--- What you have to do ---
Check each line below for the word "derive", and copy those that have it.

Collected data entries:
━━━━━━

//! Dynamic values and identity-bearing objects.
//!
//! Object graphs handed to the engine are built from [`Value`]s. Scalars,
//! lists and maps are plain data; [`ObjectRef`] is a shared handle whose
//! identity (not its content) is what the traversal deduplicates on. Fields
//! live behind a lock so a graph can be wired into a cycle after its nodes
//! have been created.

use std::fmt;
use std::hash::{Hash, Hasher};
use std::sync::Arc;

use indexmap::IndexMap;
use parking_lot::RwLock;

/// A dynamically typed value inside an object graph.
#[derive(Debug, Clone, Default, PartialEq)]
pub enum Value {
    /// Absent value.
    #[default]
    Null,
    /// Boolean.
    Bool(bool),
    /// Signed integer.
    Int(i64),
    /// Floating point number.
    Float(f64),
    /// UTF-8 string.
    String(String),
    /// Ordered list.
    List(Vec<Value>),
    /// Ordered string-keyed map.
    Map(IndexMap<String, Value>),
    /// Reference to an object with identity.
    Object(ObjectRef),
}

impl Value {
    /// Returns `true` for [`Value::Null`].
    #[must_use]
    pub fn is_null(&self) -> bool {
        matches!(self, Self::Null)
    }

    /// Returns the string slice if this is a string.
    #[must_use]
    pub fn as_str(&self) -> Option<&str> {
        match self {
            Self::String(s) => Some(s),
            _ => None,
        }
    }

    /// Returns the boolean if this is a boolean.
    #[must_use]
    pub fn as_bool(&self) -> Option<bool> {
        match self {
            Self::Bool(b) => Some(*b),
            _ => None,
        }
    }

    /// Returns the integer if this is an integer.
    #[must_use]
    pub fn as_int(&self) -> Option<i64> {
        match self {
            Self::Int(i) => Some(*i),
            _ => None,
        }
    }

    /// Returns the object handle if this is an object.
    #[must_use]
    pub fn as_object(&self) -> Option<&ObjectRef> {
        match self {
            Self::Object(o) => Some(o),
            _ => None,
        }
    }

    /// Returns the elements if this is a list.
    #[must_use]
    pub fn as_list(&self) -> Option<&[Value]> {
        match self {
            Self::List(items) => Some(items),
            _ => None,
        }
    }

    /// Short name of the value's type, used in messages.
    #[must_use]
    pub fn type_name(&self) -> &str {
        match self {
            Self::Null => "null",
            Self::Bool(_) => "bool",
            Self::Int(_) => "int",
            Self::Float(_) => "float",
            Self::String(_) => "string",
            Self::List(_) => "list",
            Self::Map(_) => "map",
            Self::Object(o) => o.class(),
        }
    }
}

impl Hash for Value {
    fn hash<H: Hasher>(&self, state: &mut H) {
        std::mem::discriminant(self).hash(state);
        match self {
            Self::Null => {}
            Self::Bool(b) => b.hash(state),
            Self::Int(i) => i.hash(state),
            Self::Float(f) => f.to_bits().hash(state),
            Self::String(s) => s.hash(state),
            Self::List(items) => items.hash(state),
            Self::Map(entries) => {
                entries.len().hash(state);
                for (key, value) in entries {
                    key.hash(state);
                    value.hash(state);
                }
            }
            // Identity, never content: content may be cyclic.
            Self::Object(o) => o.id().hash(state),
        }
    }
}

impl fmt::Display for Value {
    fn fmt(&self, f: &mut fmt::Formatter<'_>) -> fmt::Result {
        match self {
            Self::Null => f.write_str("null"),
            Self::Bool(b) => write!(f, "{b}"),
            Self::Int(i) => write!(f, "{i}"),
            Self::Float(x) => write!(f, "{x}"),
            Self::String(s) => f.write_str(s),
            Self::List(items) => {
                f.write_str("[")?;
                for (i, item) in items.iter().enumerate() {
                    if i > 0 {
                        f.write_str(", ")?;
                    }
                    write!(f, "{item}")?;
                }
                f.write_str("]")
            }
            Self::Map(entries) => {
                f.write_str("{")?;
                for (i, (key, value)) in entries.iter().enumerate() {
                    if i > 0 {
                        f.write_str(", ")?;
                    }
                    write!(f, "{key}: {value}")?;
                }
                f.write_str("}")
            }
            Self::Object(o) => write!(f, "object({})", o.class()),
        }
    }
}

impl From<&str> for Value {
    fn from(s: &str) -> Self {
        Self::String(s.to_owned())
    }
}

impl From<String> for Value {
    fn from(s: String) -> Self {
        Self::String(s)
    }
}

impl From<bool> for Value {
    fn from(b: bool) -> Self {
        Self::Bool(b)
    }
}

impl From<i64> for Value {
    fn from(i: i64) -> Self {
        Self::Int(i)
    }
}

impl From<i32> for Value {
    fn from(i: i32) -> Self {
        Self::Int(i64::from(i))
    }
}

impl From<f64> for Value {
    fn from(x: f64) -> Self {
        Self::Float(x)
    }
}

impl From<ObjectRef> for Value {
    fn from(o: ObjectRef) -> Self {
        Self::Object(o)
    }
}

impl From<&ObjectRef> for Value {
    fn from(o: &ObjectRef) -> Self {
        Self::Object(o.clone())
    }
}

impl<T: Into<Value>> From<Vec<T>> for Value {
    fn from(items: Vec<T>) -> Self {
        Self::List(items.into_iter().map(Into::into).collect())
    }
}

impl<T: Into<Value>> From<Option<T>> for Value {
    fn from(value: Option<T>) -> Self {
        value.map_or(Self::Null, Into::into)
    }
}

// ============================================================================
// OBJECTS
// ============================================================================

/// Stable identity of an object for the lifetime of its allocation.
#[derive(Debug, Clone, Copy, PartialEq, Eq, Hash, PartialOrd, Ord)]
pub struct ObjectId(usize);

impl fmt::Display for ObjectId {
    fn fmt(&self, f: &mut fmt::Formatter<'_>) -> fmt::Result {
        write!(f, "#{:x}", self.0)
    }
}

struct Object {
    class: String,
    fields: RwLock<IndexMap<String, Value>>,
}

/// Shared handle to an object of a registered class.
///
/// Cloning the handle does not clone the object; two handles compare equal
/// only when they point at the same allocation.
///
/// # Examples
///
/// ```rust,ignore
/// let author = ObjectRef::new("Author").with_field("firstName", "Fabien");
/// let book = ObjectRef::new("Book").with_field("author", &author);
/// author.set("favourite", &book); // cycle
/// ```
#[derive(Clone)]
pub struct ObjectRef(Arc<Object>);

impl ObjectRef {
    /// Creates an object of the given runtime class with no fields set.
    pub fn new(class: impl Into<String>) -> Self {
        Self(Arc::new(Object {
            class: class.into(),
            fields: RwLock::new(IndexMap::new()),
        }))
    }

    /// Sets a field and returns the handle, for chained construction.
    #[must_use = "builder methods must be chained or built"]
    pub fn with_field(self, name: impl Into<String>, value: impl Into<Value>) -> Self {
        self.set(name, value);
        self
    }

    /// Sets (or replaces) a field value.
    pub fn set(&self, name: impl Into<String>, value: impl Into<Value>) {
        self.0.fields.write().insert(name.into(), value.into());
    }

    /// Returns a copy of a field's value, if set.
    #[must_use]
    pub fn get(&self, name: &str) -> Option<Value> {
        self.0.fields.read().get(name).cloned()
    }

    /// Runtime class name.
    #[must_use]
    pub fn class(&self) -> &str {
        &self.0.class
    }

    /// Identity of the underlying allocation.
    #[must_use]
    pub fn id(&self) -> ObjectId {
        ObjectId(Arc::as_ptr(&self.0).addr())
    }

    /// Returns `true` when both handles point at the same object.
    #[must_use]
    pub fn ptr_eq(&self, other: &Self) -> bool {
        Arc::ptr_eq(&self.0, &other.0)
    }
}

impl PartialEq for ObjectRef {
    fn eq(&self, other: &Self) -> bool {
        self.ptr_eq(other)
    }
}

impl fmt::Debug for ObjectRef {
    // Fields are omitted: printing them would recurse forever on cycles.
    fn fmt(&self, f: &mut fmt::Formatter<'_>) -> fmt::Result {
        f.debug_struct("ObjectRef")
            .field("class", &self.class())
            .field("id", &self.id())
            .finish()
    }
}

━━━━━━

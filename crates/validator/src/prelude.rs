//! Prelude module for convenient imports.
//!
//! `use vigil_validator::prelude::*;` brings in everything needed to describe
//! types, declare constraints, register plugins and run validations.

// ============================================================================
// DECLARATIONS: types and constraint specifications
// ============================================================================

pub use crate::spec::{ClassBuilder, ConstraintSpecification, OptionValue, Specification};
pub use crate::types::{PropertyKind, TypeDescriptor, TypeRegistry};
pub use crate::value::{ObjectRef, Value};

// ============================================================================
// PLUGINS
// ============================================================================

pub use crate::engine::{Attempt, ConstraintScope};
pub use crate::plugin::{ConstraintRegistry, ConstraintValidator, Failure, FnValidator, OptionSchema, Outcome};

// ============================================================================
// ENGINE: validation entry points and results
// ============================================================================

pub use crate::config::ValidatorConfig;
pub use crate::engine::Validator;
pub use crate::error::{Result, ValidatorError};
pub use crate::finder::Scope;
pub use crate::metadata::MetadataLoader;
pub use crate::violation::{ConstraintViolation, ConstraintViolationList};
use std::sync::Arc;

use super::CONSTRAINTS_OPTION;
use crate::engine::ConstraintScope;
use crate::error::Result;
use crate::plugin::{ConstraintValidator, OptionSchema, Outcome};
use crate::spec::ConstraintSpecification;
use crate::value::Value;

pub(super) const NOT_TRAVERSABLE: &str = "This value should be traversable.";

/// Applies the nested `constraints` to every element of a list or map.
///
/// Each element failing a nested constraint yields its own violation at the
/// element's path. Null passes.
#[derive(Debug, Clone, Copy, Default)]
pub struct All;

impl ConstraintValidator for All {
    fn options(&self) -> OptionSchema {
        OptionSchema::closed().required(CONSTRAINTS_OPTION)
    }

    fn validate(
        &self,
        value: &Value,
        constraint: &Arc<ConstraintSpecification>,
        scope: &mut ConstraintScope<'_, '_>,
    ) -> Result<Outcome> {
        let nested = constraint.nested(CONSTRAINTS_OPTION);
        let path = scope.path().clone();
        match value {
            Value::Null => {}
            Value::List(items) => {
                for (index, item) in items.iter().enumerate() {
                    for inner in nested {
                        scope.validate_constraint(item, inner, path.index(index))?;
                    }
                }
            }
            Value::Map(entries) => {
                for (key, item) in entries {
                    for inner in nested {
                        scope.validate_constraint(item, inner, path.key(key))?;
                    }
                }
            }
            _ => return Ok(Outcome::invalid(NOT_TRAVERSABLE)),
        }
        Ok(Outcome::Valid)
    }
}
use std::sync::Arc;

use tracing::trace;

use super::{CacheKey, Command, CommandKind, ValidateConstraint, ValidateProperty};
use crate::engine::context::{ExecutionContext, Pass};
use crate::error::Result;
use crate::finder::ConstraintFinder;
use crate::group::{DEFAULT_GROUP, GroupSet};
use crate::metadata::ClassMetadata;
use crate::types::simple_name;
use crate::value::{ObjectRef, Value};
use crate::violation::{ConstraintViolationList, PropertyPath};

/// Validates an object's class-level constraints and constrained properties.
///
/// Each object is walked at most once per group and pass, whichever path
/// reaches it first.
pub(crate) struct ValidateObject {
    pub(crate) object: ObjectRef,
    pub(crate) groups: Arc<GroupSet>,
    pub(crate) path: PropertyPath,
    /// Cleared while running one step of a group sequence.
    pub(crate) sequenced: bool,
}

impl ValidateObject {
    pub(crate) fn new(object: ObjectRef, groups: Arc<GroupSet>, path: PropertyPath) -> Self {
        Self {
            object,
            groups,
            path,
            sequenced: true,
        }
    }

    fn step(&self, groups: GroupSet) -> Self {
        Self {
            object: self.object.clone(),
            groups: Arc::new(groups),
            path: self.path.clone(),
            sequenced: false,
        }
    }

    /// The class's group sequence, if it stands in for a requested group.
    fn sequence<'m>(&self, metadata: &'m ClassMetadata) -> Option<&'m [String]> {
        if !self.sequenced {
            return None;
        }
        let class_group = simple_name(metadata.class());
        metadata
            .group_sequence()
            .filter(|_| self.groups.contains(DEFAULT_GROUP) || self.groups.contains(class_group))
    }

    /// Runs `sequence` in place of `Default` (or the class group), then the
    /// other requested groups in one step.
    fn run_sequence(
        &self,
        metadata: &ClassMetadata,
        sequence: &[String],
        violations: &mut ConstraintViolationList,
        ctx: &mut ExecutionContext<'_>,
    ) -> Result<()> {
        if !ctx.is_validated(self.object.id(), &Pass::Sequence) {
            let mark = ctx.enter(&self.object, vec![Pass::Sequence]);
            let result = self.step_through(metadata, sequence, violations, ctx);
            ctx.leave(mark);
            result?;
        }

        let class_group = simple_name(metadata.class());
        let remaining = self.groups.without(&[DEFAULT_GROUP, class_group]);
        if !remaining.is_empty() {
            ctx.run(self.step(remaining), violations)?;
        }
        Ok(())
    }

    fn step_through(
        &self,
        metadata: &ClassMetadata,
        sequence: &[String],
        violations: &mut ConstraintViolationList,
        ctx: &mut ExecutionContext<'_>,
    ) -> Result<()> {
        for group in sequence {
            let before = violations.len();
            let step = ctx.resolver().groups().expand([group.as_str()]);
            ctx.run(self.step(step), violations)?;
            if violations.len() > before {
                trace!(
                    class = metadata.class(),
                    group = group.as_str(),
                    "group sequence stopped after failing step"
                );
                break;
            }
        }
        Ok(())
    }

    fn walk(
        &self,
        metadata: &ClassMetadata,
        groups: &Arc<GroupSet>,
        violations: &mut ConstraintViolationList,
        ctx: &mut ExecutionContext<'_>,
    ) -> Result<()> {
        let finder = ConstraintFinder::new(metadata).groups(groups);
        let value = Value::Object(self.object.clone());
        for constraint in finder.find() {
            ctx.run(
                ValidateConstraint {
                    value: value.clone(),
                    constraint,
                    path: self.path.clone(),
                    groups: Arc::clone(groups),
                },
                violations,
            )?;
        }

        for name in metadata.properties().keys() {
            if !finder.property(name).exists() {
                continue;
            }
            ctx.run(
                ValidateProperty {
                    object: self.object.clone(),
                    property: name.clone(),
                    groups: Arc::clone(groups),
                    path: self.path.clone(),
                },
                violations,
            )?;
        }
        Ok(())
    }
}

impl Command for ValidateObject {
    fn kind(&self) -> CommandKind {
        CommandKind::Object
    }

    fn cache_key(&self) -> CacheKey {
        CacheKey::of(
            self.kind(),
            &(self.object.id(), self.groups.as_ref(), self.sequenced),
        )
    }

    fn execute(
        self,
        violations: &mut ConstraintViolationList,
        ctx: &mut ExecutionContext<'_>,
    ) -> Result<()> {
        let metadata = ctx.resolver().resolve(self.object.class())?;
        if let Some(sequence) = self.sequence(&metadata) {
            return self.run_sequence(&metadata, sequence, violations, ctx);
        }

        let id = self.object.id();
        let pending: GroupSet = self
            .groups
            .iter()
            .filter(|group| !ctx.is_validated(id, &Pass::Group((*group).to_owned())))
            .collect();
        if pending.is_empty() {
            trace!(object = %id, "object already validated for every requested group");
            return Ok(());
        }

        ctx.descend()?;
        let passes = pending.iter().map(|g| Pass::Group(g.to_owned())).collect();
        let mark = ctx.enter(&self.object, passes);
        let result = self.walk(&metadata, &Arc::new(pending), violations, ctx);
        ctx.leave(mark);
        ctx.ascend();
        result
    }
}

━━━━━━

--- Solution for this problem ---
#[derive(Debug, Clone, Default, PartialEq)]
#[derive(Debug, Clone, Copy, PartialEq, Eq, Hash, PartialOrd, Ord)]
#[derive(Clone)]
#[derive(Debug, Clone, Copy, Default)]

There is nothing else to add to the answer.